On the other hand, the Court believes that depriving the Plaintiff of a speedy resolution of his Monell claims would significantly prejudice him and would not serve the interests of justice. The City argues that Plaintiff will not be prejudiced by bifurcation because "Plaintiff is not entitled to recover any additional compensatory damages if he prevails against the City on his Monell claims after a finding of liability against Defendant Officers." [Dkt. 44 at 13.] This argument presupposes that Plaintiff's only interest in this case is monetary. As another court in this district noted when ruling on a motion to bifurcate in one of the aforementioned companion cases, Plaintiff "has a profound interest in pursuing his claims with an eye toward institutional reform," and "a judgment naming the city itself and holding it responsible for its policies may have a greater deterrent effect than a judgment against a police officer that is paid by the city." Gomez v. Guevara, 18-cv-3335, (N.D. Ill. Apr. 8, 2019). The Court finds that delaying resolution of that goal by bifurcating and staying Monell discovery would prejudice Plaintiff more significantly than the City at this time. As such, the Court denies the motion to bifurcate.
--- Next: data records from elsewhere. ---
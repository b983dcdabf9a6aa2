use alloy::primitives::U256;

use crate::error::{Error, Result};

/// Boltz-side amounts use 8 decimals, EVM chains use 18.
pub const SATS_TO_WEI_EXPONENT: u32 = 10;

pub fn wei_per_sat() -> U256 {
    U256::from(10u64).pow(U256::from(SATS_TO_WEI_EXPONENT))
}

pub fn sats_to_wei(sats: u64) -> U256 {
    U256::from(sats) * wei_per_sat()
}

/// Truncates dust below one satoshi.
pub fn wei_to_sats(wei: U256) -> Result<u64> {
    let sats = wei / wei_per_sat();
    u64::try_from(sats).map_err(|_| Error::InvalidResponse(format!("wei amount {wei} overflows u64 sats")))
}

/// The fee budget of a claim transaction. Never clamped: a lockup that cannot
/// cover the promised amount is a corrupted or malicious response.
pub fn fee_budget(input_sum: u64, receive_amount: u64) -> Result<u64> {
    input_sum
        .checked_sub(receive_amount)
        .ok_or(Error::InsufficientFunds {
            input_sum,
            receive_amount,
        })
}

/// Amount the user receives for `send_amount` under a pair's fee schedule.
pub fn receive_amount(send_amount: u64, fee_percentage: f64, miner_fees: u64) -> Result<u64> {
    if !(0.0..100.0).contains(&fee_percentage) {
        return Err(Error::InvalidResponse(format!(
            "fee percentage out of range: {fee_percentage}"
        )));
    }
    let service_fee = (send_amount as f64 * fee_percentage / 100.0).ceil() as u64;
    send_amount
        .checked_sub(service_fee)
        .and_then(|rest| rest.checked_sub(miner_fees))
        .ok_or_else(|| {
            Error::InvalidResponse(format!(
                "fees exceed amount: amount={send_amount} service_fee={service_fee} miner_fees={miner_fees}"
            ))
        })
}

/// Number of blocks covering `window_secs`, rounded up.
pub fn blocks_for_duration(window_secs: u64, block_time_secs: u64) -> u32 {
    if block_time_secs == 0 {
        return 0;
    }
    u32::try_from(window_secs.div_ceil(block_time_secs)).unwrap_or(u32::MAX)
}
However, that denial is without prejudice, and the Court believes that a renewed motion to bifurcate trial might be viable after the case progresses through discovery and any dispositive motions.

CONCLUSION

For the reasons discussed above, Defendant City of Chicago's (the "City") Motion to Bifurcate Monell Claim [44] is denied without prejudice. The parties are ordered to file a proposed discovery schedule to the Court's proposed order inbox by 9/18/19.

FootNotes


1. Although the Court need not reach this issue, it does not believe that bifurcating this matter would serve the interests of judicial economy. Holding two trials, several years apart, and two distinct and consecutive rounds of discovery would not lessen the time this case took to resolve or the burden on the Court. Moreover, the Court has found that bifurcating Monell discovery invariably leads to fighting over whether discovery requests are properly noticed as non-Monell discovery, thereby increasing the cost to the parties and the burden on the Court. Finally, as the Court has noted above, the City should have already done much of the necessary groundwork for Monell discovery in the other similar cases that are progressing through other courts in this district, which will cut the time, burden, and expense on the City to produce Monell discovery.